While the wars in Afghanistan and Iraq were splashed across the front pages of newspapers, early on in the War on Terror a more clandestine type of war was being waged in Africa by the CIA and JSOC, a war that included blended teams from SEAL Team Six, Delta Force, Task Force Orange, and the Central Intelligence Agency. The first teams hit the ground in 2002, their mission as politically sensitive as it was dangerous. Flying from Nairobi, Kenya, CIA case officers would land outside Mogadishu with TFO personnel and an interpreter.
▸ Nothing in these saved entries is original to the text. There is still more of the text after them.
//! Identifiers of the window messages the mouse responds to.
//!
//! Defined here rather than taken from the `windows` crate so the message
//! adapter can be built and tested on any host.

pub const WM_ACTIVATEAPP: u32 = 0x001C;
pub const WM_INPUT: u32 = 0x00FF;
pub const WM_MOUSEMOVE: u32 = 0x0200;
pub const WM_LBUTTONDOWN: u32 = 0x0201;
pub const WM_LBUTTONUP: u32 = 0x0202;
pub const WM_RBUTTONDOWN: u32 = 0x0204;
pub const WM_RBUTTONUP: u32 = 0x0205;
pub const WM_MBUTTONDOWN: u32 = 0x0207;
pub const WM_MBUTTONUP: u32 = 0x0208;
pub const WM_MOUSEWHEEL: u32 = 0x020A;
pub const WM_XBUTTONDOWN: u32 = 0x020B;
pub const WM_XBUTTONUP: u32 = 0x020C;
pub const WM_MOUSEHOVER: u32 = 0x02A1;

/// High word of `wparam` in `WM_XBUTTON*` messages.
pub const XBUTTON1: u16 = 0x0001;
pub const XBUTTON2: u16 = 0x0002;

/// One notch of a standard mouse wheel.
pub const WHEEL_DELTA: i32 = 120;
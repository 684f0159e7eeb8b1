//! The shared mouse state, its owner, and handles for polling it from other
//! threads.

use ::lazy_static::lazy_static;
use ::parking_lot::{Mutex, RwLock};
use ::std::sync::{
    atomic::{AtomicBool, AtomicI32, AtomicU64, AtomicU8, Ordering},
    Arc, Weak,
};
use ::tap::Pipe;
use ::tracing::{debug, error, trace};

use super::{Backend, ButtonSet, Mode, MouseButton, MouseState, Point};
use crate::errors::{Error, Result};

lazy_static! {
    /// The one live device, if any. Held weakly so the registry never keeps a
    /// dropped device alive.
    static ref LIVE_DEVICE: Mutex<Weak<DeviceCore>> = Mutex::new(Weak::new());
}

/// A callback which wakes the producer thread after a mode change was
/// requested, so the request is applied without waiting for unrelated input.
pub type ModeRequestNotifier = Box<dyn Fn() -> Result<()> + Send + Sync>;

/// The state shared between the producer (the thread which receives mouse
/// events from the platform) and any number of consumers.
///
/// Every field is an independent atomic. Readers copy them one at a time
/// without locking, so a read racing with an event may mix values from just
/// before and just after that event. Position is stored as one packed word
/// and the five buttons as one byte, so neither of those can tear.
///
/// The methods documented as *producer side* must only be called from the
/// producer thread, typically by a [`Backend`].
pub struct DeviceCore {
    buttons: AtomicU8,
    position: AtomicU64,
    scroll_wheel_value: AtomicI32,
    mode: AtomicU8,

    /// Set by a consumer to zero the wheel. Reads report zero while set, the
    /// producer zeroes the accumulator and clears it on its next event.
    scroll_reset_requested: AtomicBool,
    /// Set once the current relative delta has been returned by a read (or
    /// when relative mode was just entered). Reads report no movement while
    /// set, the producer clears it when writing a new delta.
    relative_delta_consumed: AtomicBool,

    /// Depth-1 request slots for [`Mode::Absolute`] and [`Mode::Relative`].
    absolute_requested: AtomicBool,
    relative_requested: AtomicBool,

    /// Whether the backend needs a binding before the mode may change.
    binding_required: bool,
    bound: AtomicBool,
    notifier: RwLock<Option<ModeRequestNotifier>>,

    /// Cleared when the owning [`Mouse`] is dropped.
    owner_alive: AtomicBool,
}

impl DeviceCore {
    fn new(binding_required: bool) -> Self {
        Self {
            buttons: AtomicU8::new(0),
            position: AtomicU64::new(Point::zero().pack()),
            scroll_wheel_value: AtomicI32::new(0),
            mode: AtomicU8::new(Mode::Absolute as u8),
            scroll_reset_requested: AtomicBool::new(false),
            relative_delta_consumed: AtomicBool::new(false),
            absolute_requested: AtomicBool::new(false),
            relative_requested: AtomicBool::new(false),
            binding_required,
            bound: AtomicBool::new(false),
            notifier: RwLock::new(None),
            owner_alive: AtomicBool::new(true),
        }
    }

    /// Returns a copy of the current state.
    ///
    /// Never blocks. A pending wheel reset is reported as a zero wheel value,
    /// and in [`Mode::Relative`] each movement is normally returned by one
    /// call, with later calls reporting zero movement until the next movement
    /// arrives. The position is loaded before the movement is marked as read,
    /// so a movement stored between the two can be lost while the previous
    /// one is reported again.
    pub fn get_state(&self) -> MouseState {
        let mode = self.mode();
        let position = Point::unpack(self.position.load(Ordering::Acquire));

        let mut state = MouseState {
            x: position.x,
            y: position.y,
            scroll_wheel_value: self.scroll_wheel_value.load(Ordering::Acquire),
            position_mode: mode,
            ..Default::default()
        };
        state.set_buttons(self.buttons());

        if self.scroll_reset_requested.load(Ordering::Acquire) {
            state.scroll_wheel_value = 0;
        }

        if mode == Mode::Relative && self.relative_delta_consumed.swap(true, Ordering::AcqRel) {
            state.x = 0;
            state.y = 0;
        }

        state
    }

    /// Requests the wheel value be reset to zero.
    ///
    /// Subsequent reads on any thread report zero immediately. The stored
    /// value is zeroed when the producer handles its next event.
    pub fn reset_scroll_wheel_value(&self) {
        self.scroll_reset_requested.store(true, Ordering::Release);
    }

    /// Requests a change of position mode.
    ///
    /// The request is accepted immediately but applied by the producer when
    /// it handles its next event, which is also when the cursor is hidden or
    /// shown. Requesting the mode the device is already in does nothing,
    /// other than withdrawing a pending request for the other mode.
    ///
    /// Fails with [`Error::BackendUnavailable`] if the backend must be bound
    /// to a window first.
    pub fn set_mode(&self, mode: Mode) -> Result<()> {
        if self.binding_required && !self.bound.load(Ordering::Acquire) {
            return Err(Error::BackendUnavailable);
        }

        self.request_slot(mode.other())
            .store(false, Ordering::Release);
        if self.mode() == mode {
            return Ok(());
        }

        trace!(mode = <&str>::from(mode), "Mode change requested");
        self.request_slot(mode).store(true, Ordering::Release);

        match &*self.notifier.read() {
            Some(notify) => notify(),
            None => Ok(()),
        }
    }

    /// The mode currently in effect. A requested mode change is not reflected
    /// until the producer has applied it.
    pub fn mode(&self) -> Mode {
        self.mode.load(Ordering::Acquire).pipe(Mode::from_raw)
    }

    /// Whether the backend is currently bound to a window or device.
    pub fn is_bound(&self) -> bool {
        self.bound.load(Ordering::Acquire)
    }

    /// *Producer side.* The currently pressed buttons.
    pub fn buttons(&self) -> ButtonSet {
        self.buttons.load(Ordering::Acquire).pipe(ButtonSet::from_bits)
    }

    /// *Producer side.* Marks a single button as pressed or released.
    pub fn set_button(&self, button: MouseButton, pressed: bool) {
        let mut buttons = self.buttons();
        buttons.set(button, pressed);
        self.set_buttons(buttons);
    }

    /// *Producer side.* Replaces the state of all buttons at once.
    pub fn set_buttons(&self, buttons: ButtonSet) {
        self.buttons.store(buttons.bits(), Ordering::Release);
    }

    /// *Producer side.* The stored position, without applying any pending
    /// consume flags.
    pub fn position(&self) -> Point {
        Point::unpack(self.position.load(Ordering::Acquire))
    }

    /// *Producer side.* Overwrites the stored position.
    pub fn set_position(&self, position: Point) {
        self.position.store(position.pack(), Ordering::Release);
    }

    /// *Producer side.* Stores a new relative movement and makes it available
    /// to exactly one read.
    pub fn set_relative_delta(&self, delta: Point) {
        self.set_position(delta);
        self.relative_delta_consumed.store(false, Ordering::Release);
    }

    /// *Producer side.* Adds wheel movement to the accumulated value.
    pub fn add_scroll_wheel_delta(&self, delta: i32) {
        self.scroll_wheel_value.fetch_add(delta, Ordering::AcqRel);
    }

    /// *Producer side.* Applies a pending wheel reset. Returns `true` if one
    /// was pending.
    pub fn apply_scroll_wheel_reset(&self) -> bool {
        let pending = self.scroll_reset_requested.load(Ordering::Acquire);
        if pending {
            self.scroll_wheel_value.store(0, Ordering::Release);
            self.scroll_reset_requested.store(false, Ordering::Release);
        }
        pending
    }

    /// *Producer side.* Takes the pending mode request, if any.
    pub fn take_mode_request(&self) -> Option<Mode> {
        [Mode::Absolute, Mode::Relative]
            .into_iter()
            .find(|mode| self.request_slot(*mode).swap(false, Ordering::AcqRel))
    }

    /// *Producer side.* Returns the pending mode request without taking it.
    pub fn peek_mode_request(&self) -> Option<Mode> {
        [Mode::Absolute, Mode::Relative]
            .into_iter()
            .find(|mode| self.request_slot(*mode).load(Ordering::Acquire))
    }

    /// *Producer side.* Puts a mode into effect. Entering [`Mode::Relative`]
    /// clears the position and marks it as already read, so no movement is
    /// reported until the first relative event arrives.
    pub fn commit_mode(&self, mode: Mode) {
        if mode == Mode::Relative {
            self.relative_delta_consumed.store(true, Ordering::Release);
            self.set_position(Point::zero());
        }
        self.mode.store(mode as u8, Ordering::Release);
        debug!(mode = <&str>::from(mode), "Mouse mode changed");
    }

    /// *Producer side.* Records whether the backend is bound, along with the
    /// callback used to wake the producer on mode requests.
    pub fn set_binding(&self, notifier: Option<ModeRequestNotifier>, bound: bool) {
        *self.notifier.write() = notifier;
        self.bound.store(bound, Ordering::Release);
    }

    fn request_slot(&self, mode: Mode) -> &AtomicBool {
        match mode {
            Mode::Absolute => &self.absolute_requested,
            Mode::Relative => &self.relative_requested,
        }
    }
}

/// A cloneable, thread-safe handle to the live mouse device.
///
/// The handle is how game logic on other threads polls the mouse. It stays
/// valid after the [`Mouse`] is dropped, but the state no longer changes.
#[derive(Clone)]
pub struct MouseHandle {
    core: Arc<DeviceCore>,
}

impl MouseHandle {
    /// Gets a handle to the live mouse device.
    ///
    /// Fails with [`Error::NoInstance`] if no [`Mouse`] has been constructed,
    /// or if it has already been dropped.
    pub fn get() -> Result<Self> {
        LIVE_DEVICE
            .lock()
            .upgrade()
            .filter(|core| core.owner_alive.load(Ordering::Acquire))
            .map(|core| Self { core })
            .ok_or(Error::NoInstance)
    }

    /// See [`DeviceCore::get_state`].
    pub fn get_state(&self) -> MouseState {
        self.core.get_state()
    }

    /// See [`DeviceCore::reset_scroll_wheel_value`].
    pub fn reset_scroll_wheel_value(&self) {
        self.core.reset_scroll_wheel_value()
    }

    /// See [`DeviceCore::set_mode`].
    pub fn set_mode(&self, mode: Mode) -> Result<()> {
        self.core.set_mode(mode)
    }
}

/// A builder pattern object which configures a [`Mouse`].
///
/// ```
/// use ::mousetrap::input::mouse::{Builder, Mode, NullBackend};
///
/// let mouse = Builder::new()
///     .with_mode(Mode::Relative)
///     .build(NullBackend::new())
///     .expect("No other mouse should exist");
/// # drop(mouse);
/// ```
#[derive(Clone, Debug, Default)]
pub struct Builder {
    mode: Mode,
}

impl Builder {
    /// Construct a new builder. Default values will be used for all properties
    /// until explicitly set.
    pub fn new() -> Self {
        Self::default()
    }

    /// Sets the initial [`Mode`].
    ///
    /// Defaults to [`Mode::Absolute`]. Backends which need a window apply a
    /// relative initial mode once a window is bound and the first event
    /// arrives.
    pub fn with_mode(self, mode: Mode) -> Self {
        Self { mode }
    }

    /// Gets the currently set initial mode.
    pub fn mode(&self) -> Mode {
        self.mode
    }

    /// Build the [`Mouse`], driven by `backend`.
    ///
    /// Fails with [`Error::AlreadyInitialized`] if another [`Mouse`] is alive.
    pub fn build<B: Backend>(&self, backend: B) -> Result<Mouse<B>> {
        let mut live = LIVE_DEVICE.lock();
        if live
            .upgrade()
            .map_or(false, |core| core.owner_alive.load(Ordering::Acquire))
        {
            return Err(Error::AlreadyInitialized);
        }

        let core = Arc::new(DeviceCore::new(B::REQUIRES_BINDING));
        if self.mode == Mode::Relative {
            core.relative_requested.store(true, Ordering::Release);
        }
        *live = Arc::downgrade(&core);
        drop(live);

        debug!(
            backend = ::std::any::type_name::<B>(),
            mode = <&str>::from(self.mode),
            "Creating mouse"
        );
        Ok(Mouse { core, backend })
    }
}

/// The mouse device, owned by the thread which receives the platform's mouse
/// events.
///
/// Only one [`Mouse`] may be alive at a time. The owner forwards platform
/// events into it (see [`Backend`]) and may poll it directly; other threads
/// poll through a [`MouseHandle`].
///
/// # Example
///
/// ```
/// use ::mousetrap::input::mouse::{Mouse, Mode, NullBackend};
///
/// let mouse = Mouse::new(NullBackend::new()).unwrap();
/// let handle = mouse.handle();
///
/// ::std::thread::spawn(move || {
///     let state = handle.get_state();
///     assert_eq!(state.position_mode, Mode::Absolute);
/// })
/// .join()
/// .unwrap();
/// ```
pub struct Mouse<B: Backend> {
    core: Arc<DeviceCore>,
    backend: B,
}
Later, operators from SEAL Team Six would also accompany the case officers, under orders not to carry weapons.
The mission was called Operation Black Hawk, a code name derived from the infamous 1993 firefight in which members of the 75th Ranger Regiment, Delta Force, and 160th Special Operations Aviation fought, called Operation Gothic Serpent (Naylor, 327). Black Hawk was put together in order to bribe Somali warlords to go and capture or kill high value Al Qaeda members and was run by the CIA’s station chief back in Nairobi. After a new station chief took over, the JSOC and CIA operatives spent two years conducting highly risk adverse missions as they were not even allowed to leave the airplane once they landed in Somalia. Warlords would come aboard to meet with the CIA case officers and then Americans would take off.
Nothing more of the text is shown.